Les dermatophytoses sont des infections mycosiques des kératines de la peau et des ongles (l'infection des ongles est appelée teigne unguéale, ou onychomycose). La symptomatologie varie selon l'endroit de l'infection. Le diagnostic repose sur l'aspect clinique et sur l'examen direct sur une lame des squames de la peau par montage humide sous hydroxyde de potassium. Le traitement varie selon le site, mais implique toujours des antimycosiques locaux ou généraux.
La dermatophytose est une infection fongique superficielle courante des tissus kératinisés (peau, cheveux et ongles) causée par des espèces de dermatophytes, notamment Epidermophyton, Microsporum et Trichophyton. D'autres champignons potentiellement pathogènes comprennent les levures (des organismes unicellulaires, p. ex., Candida albicans). Les dermatophytes sont des moisissures (filaments multicellulaires d'organismes) qui nécessitent de la kératine pour leur nutrition et doivent vivre sur la couche cornée, les cheveux ou les ongles pour survivre. Ces derniers diffèrent de la candidose, car ils ne sont jamais invasifs.
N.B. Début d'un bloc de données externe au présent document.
use super::ParamError;
use crate::config::TICKET_START_WINDOW;
use crate::crypto::{Address, Hash};
use primitive_types::U256;
use rlp::{Decodable, DecoderError, Encodable, Rlp, RlpStream};
use serde::{Deserialize, Serialize};

/// Direction of a TimeLock call.
#[derive(Debug, Clone, Copy, PartialEq, Eq, Serialize, Deserialize)]
#[repr(u8)]
pub enum LockType {
    /// Convert plain balance into a time lock on the recipient.
    AssetToTimeLock = 0,
    /// Move an existing time lock between accounts.
    TimeLockToTimeLock = 1,
    /// Release a time lock back into plain balance.
    TimeLockToAsset = 2,
    /// Fork-gated transfer that picks whichever source suffices.
    SmartTransfer = 3,
}

impl LockType {
    pub fn from_u8(value: u8) -> Option<Self> {
        match value {
            0 => Some(LockType::AssetToTimeLock),
            1 => Some(LockType::TimeLockToTimeLock),
            2 => Some(LockType::TimeLockToAsset),
            3 => Some(LockType::SmartTransfer),
            _ => None,
        }
    }

    pub fn name(&self) -> &'static str {
        match self {
            LockType::AssetToTimeLock => "AssetToTimeLock",
            LockType::TimeLockToTimeLock => "TimeLockToTimeLock",
            LockType::TimeLockToAsset => "TimeLockToAsset",
            LockType::SmartTransfer => "SmartTransfer",
        }
    }
}

/// Parameters of the TimeLock call.
#[derive(Debug, Clone, PartialEq, Eq, Serialize, Deserialize)]
pub struct TimeLockParam {
    pub lock_type: LockType,
    pub asset_id: Hash,
    pub to: Address,
    pub start_time: u64,
    pub end_time: u64,
    pub value: U256,
}

impl TimeLockParam {
    pub fn check(&self, _height: u64, timestamp: u64) -> Result<(), ParamError> {
        if self.asset_id.is_zero() {
            return Err(ParamError::ZeroAssetId);
        }
        if self.value.is_zero() {
            return Err(ParamError::ZeroValue);
        }
        if self.start_time > self.end_time {
            return Err(ParamError::InvalidTimeRange {
                start: self.start_time,
                end: self.end_time,
            });
        }
        if self.end_time <= timestamp {
            return Err(ParamError::AlreadyExpired);
        }
        Ok(())
    }
}

impl Encodable for TimeLockParam {
    fn rlp_append(&self, s: &mut RlpStream) {
        s.begin_list(6);
        s.append(&(self.lock_type as u8));
        s.append(&self.asset_id);
        s.append(&self.to);
        s.append(&self.start_time);
        s.append(&self.end_time);
        s.append(&self.value);
    }
}

impl Decodable for TimeLockParam {
    fn decode(rlp: &Rlp) -> Result<Self, DecoderError> {
        let raw: u8 = rlp.val_at(0)?;
        let lock_type =
            LockType::from_u8(raw).ok_or(DecoderError::Custom("unknown lock type"))?;
        Ok(Self {
            lock_type,
            asset_id: rlp.val_at(1)?,
            to: rlp.val_at(2)?,
            start_time: rlp.val_at(3)?,
            end_time: rlp.val_at(4)?,
            value: rlp.val_at(5)?,
        })
    }
}

/// Parameters of a ticket purchase. The price is not part of the
/// payload; it is fixed by the block height.
#[derive(Debug, Clone, PartialEq, Eq, Serialize, Deserialize)]
pub struct BuyTicketParam {
    pub start: u64,
    pub end: u64,
}

impl BuyTicketParam {
    /// A zero `timestamp` skips the timestamp-relative window checks
    /// (pre-fork behavior).
    pub fn check(&self, _height: u64, timestamp: u64) -> Result<(), ParamError> {
        if self.start >= self.end {
            return Err(ParamError::InvalidTimeRange {
                start: self.start,
                end: self.end,
            });
        }
        if timestamp != 0 {
            if self.start > timestamp + TICKET_START_WINDOW {
                return Err(ParamError::StartTooLate);
            }
            if self.end <= timestamp {
                return Err(ParamError::AlreadyExpired);
            }
        }
        Ok(())
    }
}

impl Encodable for BuyTicketParam {
    fn rlp_append(&self, s: &mut RlpStream) {
        s.begin_list(2);
        s.append(&self.start);
        s.append(&self.end);
    }
}

impl Decodable for BuyTicketParam {
    fn decode(rlp: &Rlp) -> Result<Self, DecoderError> {
        Ok(Self {
            start: rlp.val_at(0)?,
            end: rlp.val_at(1)?,
        })
    }
}

#[cfg(test)]
mod tests {
    use super::*;

    fn sample() -> TimeLockParam {
        TimeLockParam {
            lock_type: LockType::AssetToTimeLock,
            asset_id: Hash::repeat_byte(0xff),
            to: Address::repeat_byte(0x02),
            start_time: 1_000,
            end_time: 2_000,
            value: U256::from(40u64),
        }
    }

    #[test]
    fn test_time_lock_check() {
        let param = sample();
        assert!(param.check(1, 500).is_ok());
        assert_eq!(param.check(1, 2_000), Err(ParamError::AlreadyExpired));

        let mut inverted = param.clone();
        inverted.start_time = 3_000;
        assert_eq!(
            inverted.check(1, 500),
            Err(ParamError::InvalidTimeRange {
                start: 3_000,
                end: 2_000
            })
        );
    }

    #[test]
    fn test_time_lock_rlp_roundtrip() {
        let param = sample();
        let decoded: TimeLockParam = rlp::decode(&rlp::encode(&param)).expect("decodes");
        assert_eq!(param, decoded);
    }

    #[test]
    fn test_buy_ticket_check() {
        let param = BuyTicketParam {
            start: 2_000,
            end: 5_000,
        };
        // zero timestamp skips the window checks
        assert!(param.check(1, 0).is_ok());
        assert!(param.check(1, 1_900).is_ok());
        // start too far past the reference time
        assert_eq!(param.check(1, 100), Err(ParamError::StartTooLate));
        // already over
        assert_eq!(param.check(1, 5_000), Err(ParamError::AlreadyExpired));

        let inverted = BuyTicketParam {
            start: 10,
            end: 10,
        };
        assert!(inverted.check(1, 0).is_err());
    }
}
La transmission s'effectue soit de façon interhumaine, soit de l'animal à l'homme et, de façon rare, du sol à l'homme. Le micro-organisme peut persister indéfiniment chez les individus infectés. La plupart des personnes ne développent pas de symptômes d'infection clinique; celles qui le font peuvent avoir des réponses altérées des lymphocytes T en raison d'une altération des défenses locales (p. ex., à la suite d'un traumatisme avec compromis vasculaire) ou d'une immunosuppression primaire (héréditaire) ou secondaire (p. ex., diabète, VIH).
Les infections dermatophytiques constituent le groupe d'infections fongiques le plus courant au monde (1). Elles sont estimées affecter jusqu'à 25% de la population mondiale, et les infections dermatophytiques résistantes aux antifongiques constituent une préoccupation croissante en matière de santé publique. Les dermatophytoses fréquentes comprennent:
Référence générale
1. Barac A, Stjepanovic M, Krajisnik S, et al. Dermatophytes: Update on Clinical Epidemiology and Treatment. Mycopathologia. 2024;189(6):101. Published 2024 Nov 21. doi:10.1007/s11046-024-00909-3
Symptomatologie des dermatophytoses
La symptomatologie des dermatophytoses est variable selon la localisation (peau, cheveux, ongles). La teigne est nommée en fonction de la partie du corps affectée (p. ex., la teigne des pieds est une infection des pieds, la teigne des plis (de l'aine) est une infection des plis inguinaux/cruraux). La virulence du microrganisme, la susceptibilité de l'hôte et l'hypersensibilité déterminent la gravité de la présentation.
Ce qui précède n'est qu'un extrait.